Architecture Before and After
Before CloudFront
After CloudFront
In this design, CloudFront sits in front of the load balancer and becomes the public-facing entry point for the application.
Choose the Correct Origin
For this setup, the correct CloudFront origin is the Application Load Balancer created for the Beanstalk environment, not the EC2 instances directly.
Create the CloudFront Distribution
The next step is to create a CloudFront distribution and point it to the load balancer origin. This adds the CDN layer in front of the running application.

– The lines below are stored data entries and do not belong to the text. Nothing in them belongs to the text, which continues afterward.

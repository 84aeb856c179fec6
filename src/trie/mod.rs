//! Prefix trie over literal strings, compilable into a single regex.
//!
//! This module handles:
//! - Insertion and removal of literal strings with shared prefixes
//! - Pruning of dead nodes on removal
//! - Compilation of the trie into a compact non-capturing regex group

pub mod pattern;

pub use pattern::NEVER_MATCHES;

use std::collections::HashMap;
use std::fmt;

/// One character position along some inserted string(s).
///
/// Drop, clone and comparison walk an explicit stack, so a member of any
/// length is safe to hold.
#[derive(Default)]
pub(crate) struct Node {
	/// The character this node was reached by. `None` for the root.
	pub(crate) character: Option<char>,

	/// Child nodes keyed by their character.
	pub(crate) children: HashMap<char, Node>,

	/// Whether an inserted string ends exactly here.
	pub(crate) terminal: bool,
}

impl Node {
	fn new(character: char) -> Self {
		Node {
			character: Some(character),
			children: HashMap::new(),
			terminal: false,
		}
	}

	/// Children in ascending character order.
	pub(crate) fn sorted_children(&self) -> Vec<&Node> {
		let mut children: Vec<&Node> = self.children.values().collect();
		children.sort_by_key(|child| child.character);
		children
	}

	fn descend(&self, path: &[char]) -> Option<&Node> {
		let mut node = self;
		for c in path {
			node = node.children.get(c)?;
		}
		Some(node)
	}

	fn descend_mut(&mut self, path: &[char]) -> Option<&mut Node> {
		let mut node = self;
		for c in path {
			node = node.children.get_mut(c)?;
		}
		Some(node)
	}
}

impl Drop for Node {
	fn drop(&mut self) {
		let mut stack: Vec<Node> = self.children.drain().map(|(_, child)| child).collect();
		while let Some(mut node) = stack.pop() {
			stack.extend(node.children.drain().map(|(_, child)| child));
		}
	}
}

/// A node being copied, with the children still to visit.
struct CloneFrame<'a> {
	source: &'a Node,
	pending: Vec<(char, &'a Node)>,
	built: HashMap<char, Node>,
}

impl<'a> CloneFrame<'a> {
	fn new(source: &'a Node) -> Self {
		CloneFrame {
			source,
			pending: source.children.iter().map(|(c, child)| (*c, child)).collect(),
			built: HashMap::with_capacity(source.children.len()),
		}
	}

	fn finish(self) -> Node {
		Node {
			character: self.source.character,
			children: self.built,
			terminal: self.source.terminal,
		}
	}
}

impl Clone for Node {
	fn clone(&self) -> Self {
		// Post-order: a node is built once all of its children are.
		let mut stack = vec![(None, CloneFrame::new(self))];
		let mut finished = None;

		while let Some((_, frame)) = stack.last_mut() {
			if let Some((c, child)) = frame.pending.pop() {
				stack.push((Some(c), CloneFrame::new(child)));
				continue;
			}

			let Some((key, frame)) = stack.pop() else {
				break;
			};
			let node = frame.finish();
			match (key, stack.last_mut()) {
				(Some(c), Some((_, parent))) => {
					parent.built.insert(c, node);
				}
				_ => finished = Some(node),
			}
		}

		finished.unwrap_or_default()
	}
}

impl PartialEq for Node {
	fn eq(&self, other: &Self) -> bool {
		let mut stack = vec![(self, other)];
		while let Some((a, b)) = stack.pop() {
			if a.character != b.character
				|| a.terminal != b.terminal
				|| a.children.len() != b.children.len()
			{
				return false;
			}
			for (c, child) in &a.children {
				match b.children.get(c) {
					Some(other_child) => stack.push((child, other_child)),
					None => return false,
				}
			}
		}
		true
	}
}

impl Eq for Node {}

impl fmt::Debug for Node {
	fn fmt(&self, f: &mut fmt::Formatter<'_>) -> fmt::Result {
		f.debug_struct("Node")
			.field("character", &self.character)
			.field("children", &self.children.len())
			.field("terminal", &self.terminal)
			.finish()
	}
}

/// A set of literal strings stored as a prefix trie.
///
/// The trie compiles to a regex matching exactly its members. See
/// [`Trie::to_regex`].
///
/// ```
/// use demap_cli::trie::Trie;
///
/// let mut trie = Trie::new();
/// trie.insert("func_123456");
/// trie.insert("func_654321");
/// assert_eq!(trie.to_regex(), "(?:func_(?:123456|654321))");
/// ```
#[derive(Clone, Default, PartialEq, Eq)]
pub struct Trie {
	root: Node,
	len: usize,
}

impl Trie {
	/// Create an empty trie.
	pub fn new() -> Self {
		Self::default()
	}

	/// Number of strings currently in the trie.
	pub fn len(&self) -> usize {
		self.len
	}

	/// Whether the trie holds no strings, not even the empty string.
	pub fn is_empty(&self) -> bool {
		self.len == 0
	}

	/// Insert a string. Returns `false` if it was already present.
	pub fn insert(&mut self, value: &str) -> bool {
		let mut node = &mut self.root;
		for c in value.chars() {
			node = node.children.entry(c).or_insert_with(|| Node::new(c));
		}

		if node.terminal {
			return false;
		}

		node.terminal = true;
		self.len += 1;
		true
	}

	/// Whether `value` was inserted and not since removed.
	pub fn contains(&self, value: &str) -> bool {
		let path: Vec<char> = value.chars().collect();
		self.root.descend(&path).is_some_and(|node| node.terminal)
	}

	/// Remove a string. Returns `false` if it was not a member.
	///
	/// Nodes left without children or a terminal flag are pruned before
	/// returning, up to the nearest ancestor still in use.
	pub fn remove(&mut self, value: &str) -> bool {
		let path: Vec<char> = value.chars().collect();

		// Depth of the deepest ancestor that must survive pruning.
		let mut anchor = 0;
		let mut node = &self.root;
		for (depth, c) in path.iter().enumerate() {
			if node.terminal || node.children.len() > 1 {
				anchor = depth;
			}
			match node.children.get(c) {
				Some(child) => node = child,
				None => return false,
			}
		}

		if !node.terminal {
			return false;
		}

		let removed = if node.children.is_empty() && !path.is_empty() {
			self.root
				.descend_mut(&path[..anchor])
				.and_then(|parent| parent.children.remove(&path[anchor]))
				.is_some()
		} else if let Some(node) = self.root.descend_mut(&path) {
			node.terminal = false;
			true
		} else {
			false
		};

		if removed {
			self.len -= 1;
		}
		removed
	}
}

impl fmt::Debug for Trie {
	fn fmt(&self, f: &mut fmt::Formatter<'_>) -> fmt::Result {
		f.debug_struct("Trie")
			.field("len", &self.len)
			.field("root", &self.root)
			.finish()
	}
}

impl<S: AsRef<str>> Extend<S> for Trie {
	fn extend<I: IntoIterator<Item = S>>(&mut self, iter: I) {
		for value in iter {
			self.insert(value.as_ref());
		}
	}
}

impl<S: AsRef<str>> FromIterator<S> for Trie {
	fn from_iter<I: IntoIterator<Item = S>>(iter: I) -> Self {
		let mut trie = Trie::new();
		trie.extend(iter);
		trie
	}
}
use anyhow::{Context, Result};
use clap::{Parser, Subcommand, ValueEnum};
use std::io::{BufWriter, Read, Write};
use std::path::{Path, PathBuf};
use std::process::ExitCode;
use tracing_subscriber::{EnvFilter, fmt};

use demap_cli::Trie;
use demap_cli::config::{
	CONFIG_FILE_NAME, MergedConfig, discover_configs, generate_init_template, load_merged_config,
	user_config_path,
};
use demap_cli::decode::{Decoder, load_decoder};
use demap_cli::files::{ProcessOptions, ProcessReport, process_path};
use demap_cli::mappings::{load_table, write_dump};

#[derive(Parser)]
#[command(name = "demap")]
#[command(
	author,
	version,
	about = "CLI tool for decoding obfuscated identifiers with trie-compiled mapping tables"
)]
#[command(args_conflicts_with_subcommands = true)]
struct Cli {
	#[command(subcommand)]
	command: Option<Commands>,

	/// Create a template .demap.toml in the current directory
	#[arg(long)]
	init: bool,

	/// Overwrite existing .demap.toml when using --init
	#[arg(long, requires = "init")]
	force: bool,

	/// Overwrite source files instead of writing decoded copies next to them
	#[arg(short = 'r', long)]
	in_place: bool,

	/// Decode the clipboard text and write it back
	#[arg(short = 'c', long, conflicts_with_all = ["paths", "in_place"])]
	clipboard: bool,

	/// Files or directories to decode. Reads stdin and writes stdout when omitted.
	paths: Vec<PathBuf>,
}

#[derive(Subcommand)]
enum Commands {
	/// Write an indented dump of each mapping table to <table>.log
	Print {
		/// Directory the dumps are written to
		#[arg(long, value_name = "DIR", default_value = ".")]
		out_dir: PathBuf,
	},
	/// Print the regex compiled from a set of literal strings
	Pattern {
		/// Literal strings to compile
		strings: Vec<String>,

		/// Compile the keys of a mapping table instead
		#[arg(long, value_enum, conflicts_with = "strings")]
		from: Option<Category>,

		/// Print the trie as an indented tree instead of a regex
		#[arg(long)]
		tree: bool,
	},
	/// Configuration management commands
	Config {
		#[command(subcommand)]
		action: ConfigAction,
	},
}

#[derive(Subcommand)]
enum ConfigAction {
	/// Display merged effective configuration with its sources
	Show,
	/// Check all config files for errors without decoding anything
	Validate,
}

#[derive(Clone, Copy, ValueEnum)]
enum Category {
	Fields,
	Methods,
}

fn init_logging() {
	let filter = EnvFilter::try_from_env("DEMAP_LOG").unwrap_or_else(|_| EnvFilter::new("off"));

	fmt()
		.with_env_filter(filter)
		.with_writer(std::io::stderr)
		.with_target(false)
		.init();
}

fn main() -> ExitCode {
	init_logging();

	match run() {
		Ok(code) => code,
		Err(e) => {
			eprintln!("error: {e:?}");
			ExitCode::FAILURE
		}
	}
}

fn run() -> Result<ExitCode> {
	let cli = Cli::parse();

	if cli.init {
		return handle_init(cli.force);
	}

	if let Some(command) = cli.command {
		return match command {
			Commands::Print { out_dir } => handle_print(&out_dir),
			Commands::Pattern {
				strings,
				from,
				tree,
			} => handle_pattern(&strings, from, tree),
			Commands::Config { action } => match action {
				ConfigAction::Show => handle_config_show(),
				ConfigAction::Validate => handle_config_validate(),
			},
		};
	}

	handle_decode(&cli.paths, cli.in_place, cli.clipboard)
}

fn current_config() -> Result<MergedConfig> {
	let cwd = std::env::current_dir().context("Failed to get current directory")?;
	load_merged_config(&cwd).context("Failed to load configuration")
}

fn handle_init(force: bool) -> Result<ExitCode> {
	let config_path = PathBuf::from(CONFIG_FILE_NAME);

	if config_path.exists() && !force {
		anyhow::bail!("{CONFIG_FILE_NAME} already exists. Use --force to overwrite.");
	}

	std::fs::write(&config_path, generate_init_template())
		.with_context(|| format!("Failed to write {}", config_path.display()))?;

	println!("Created {CONFIG_FILE_NAME}");
	Ok(ExitCode::SUCCESS)
}

fn handle_decode(paths: &[PathBuf], in_place: bool, clipboard: bool) -> Result<ExitCode> {
	let config = current_config()?;
	let decoder = load_decoder(&config).context("Failed to load mapping tables")?;

	if clipboard {
		return handle_clipboard(&decoder);
	}

	if paths.is_empty() {
		let mut input = String::new();
		std::io::stdin()
			.read_to_string(&mut input)
			.context("Failed to read stdin")?;

		let (decoded, stats) = decoder.decode(&input);
		tracing::info!("stdin: {} replaced", stats.replaced);

		let mut stdout = std::io::stdout().lock();
		stdout
			.write_all(decoded.as_bytes())
			.and_then(|()| stdout.flush())
			.context("Failed to write stdout")?;
		return Ok(ExitCode::SUCCESS);
	}

	let options = ProcessOptions {
		extensions: config.extensions.clone(),
		in_place,
	};
	let mut report = ProcessReport::default();

	for path in paths {
		process_path(path, &decoder, &options, &mut report)
			.with_context(|| format!("Failed to process {}", path.display()))?;
	}

	for written in &report.written {
		println!("Wrote {}", written.display());
	}
	println!(
		"Decoded {} files ({} identifiers replaced, {} quoted left alone, {} paths skipped)",
		report.processed, report.stats.replaced, report.stats.skipped_quoted, report.skipped
	);

	Ok(ExitCode::SUCCESS)
}

#[cfg(feature = "clipboard")]
fn handle_clipboard(decoder: &Decoder) -> Result<ExitCode> {
	use demap_cli::clipboard::{SystemClipboard, decode_clipboard};

	let mut clipboard = SystemClipboard::new().context("Failed to open clipboard")?;
	let stats =
		decode_clipboard(&mut clipboard, decoder).context("Failed to decode clipboard")?;

	println!(
		"Processed clipboard ({} identifiers replaced, {} quoted left alone)",
		stats.replaced, stats.skipped_quoted
	);
	Ok(ExitCode::SUCCESS)
}

#[cfg(not(feature = "clipboard"))]
fn handle_clipboard(_decoder: &Decoder) -> Result<ExitCode> {
	anyhow::bail!("demap was built without the clipboard feature");
}

fn handle_print(out_dir: &Path) -> Result<ExitCode> {
	let config = current_config()?;

	for table_path in [&config.fields, &config.methods] {
		let table = load_table(table_path)?;

		let mut log_name = table_path.file_name().unwrap_or_default().to_os_string();
		log_name.push(".log");
		let log_path = out_dir.join(log_name);

		let file = std::fs::File::create(&log_path)
			.with_context(|| format!("Failed to create {}", log_path.display()))?;
		let mut writer = BufWriter::new(file);
		write_dump(&mut writer, &table)
			.and_then(|()| writer.flush())
			.with_context(|| format!("Failed to write {}", log_path.display()))?;

		println!("Written {}", log_path.display());
	}

	Ok(ExitCode::SUCCESS)
}

fn handle_pattern(strings: &[String], from: Option<Category>, tree: bool) -> Result<ExitCode> {
	let trie: Trie = match from {
		Some(category) => {
			let config = current_config()?;
			let table_path = match category {
				Category::Fields => &config.fields,
				Category::Methods => &config.methods,
			};
			let table = load_table(table_path)?;
			table.keys().collect()
		}
		None => strings.iter().collect(),
	};

	if tree {
		println!("{}", trie.to_debug_tree());
	} else {
		println!("{trie}");
	}

	Ok(ExitCode::SUCCESS)
}

fn handle_config_show() -> Result<ExitCode> {
	let config = current_config()?;

	if config.sources.is_empty() {
		println!("No configuration files found, using defaults.\n");
	} else {
		println!("Configuration files (in cascade order):\n");
		for source in &config.sources {
			println!("# Source: {}", source.display());
		}
		println!();
	}

	println!("fields: {}", config.fields.display());
	println!("methods: {}", config.methods.display());
	println!("column: {}", config.column);
	println!("extensions: {}", config.extensions.join(", "));
	println!("skip-quoted: {}", config.skip_quoted);
	println!();

	if let Ok(user_path) = user_config_path() {
		println!("User config path: {}", user_path.display());
		if user_path.exists() {
			println!("  (exists)");
		} else {
			println!("  (not found)");
		}
	}

	Ok(ExitCode::SUCCESS)
}

fn handle_config_validate() -> Result<ExitCode> {
	let cwd = std::env::current_dir().context("Failed to get current directory")?;

	match discover_configs(&cwd) {
		Ok(configs) => {
			if configs.is_empty() {
				println!("No configuration files found.");
			} else {
				println!("All configuration files are valid:");
				for loaded in &configs {
					println!("  {}", loaded.path.display());
				}
			}
			Ok(ExitCode::SUCCESS)
		}
		Err(e) => {
			eprintln!("Configuration error: {e}");
			Ok(ExitCode::FAILURE)
		}
	}
}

- Open CloudFront and create a new distribution
- Select the Beanstalk load balancer as the origin
- Review caching and protocol settings carefully
Viewer Protocol Policy
One of the key security-related settings is how CloudFront handles HTTP and HTTPS from viewers. For production traffic, redirecting HTTP to HTTPS is the cleaner choice.
This makes sure users end up on a secure connection at the edge layer.
Allowed Methods and Caching
CloudFront can forward different sets of HTTP methods to the origin depending on the application needs. For dynamic web applications, this matters because not all traffic is simple static content.
If the application needs form submissions, APIs, or dynamic
actions, the broader allowed-methods option may be required. But
that does not mean every method is cached. CloudFront mainly
caches responses for safe methods such as GET and
HEAD.
HTTPS and Custom Domain Setup
To use a custom domain with CloudFront, the distribution must have an alternate domain name and a valid TLS certificate that covers that domain.
When using ACM with CloudFront, the certificate must be created or
available in us-east-1. After attaching the
certificate, the custom domain can be associated with the
distribution.
Update DNS to Point to CloudFront
Once the distribution is deployed and the custom domain is added, DNS needs to be updated so traffic goes to CloudFront instead of directly to the previous application endpoint.
The exact record type depends on the DNS provider and the domain setup, but the goal is the same: the custom domain should resolve to the CloudFront distribution.
Optional Security Layer with AWS WAF
CloudFront also works well with AWS WAF when the goal is to add request filtering and extra edge protection for web traffic.
- Filter common web attack patterns
- Apply rules at the edge before requests hit the origin
- Add an extra control layer in front of the application
Final Architecture
What I Learned
- CloudFront improves delivery for geographically distributed users
- The load balancer is the right origin for this Beanstalk setup
- Viewer HTTPS policy is an important security decision
- Custom domain and certificate setup must be handled carefully
- CloudFront adds both performance and architectural polish
Conclusion
Adding CloudFront made the vProfile deployment feel more complete. Instead of exposing only a region-bound application endpoint, the project now uses a globally distributed front layer that improves delivery and gives more control over public traffic.
It also highlighted an important design lesson: performance is not just about bigger servers. Sometimes the better solution is to place content and traffic controls closer to users.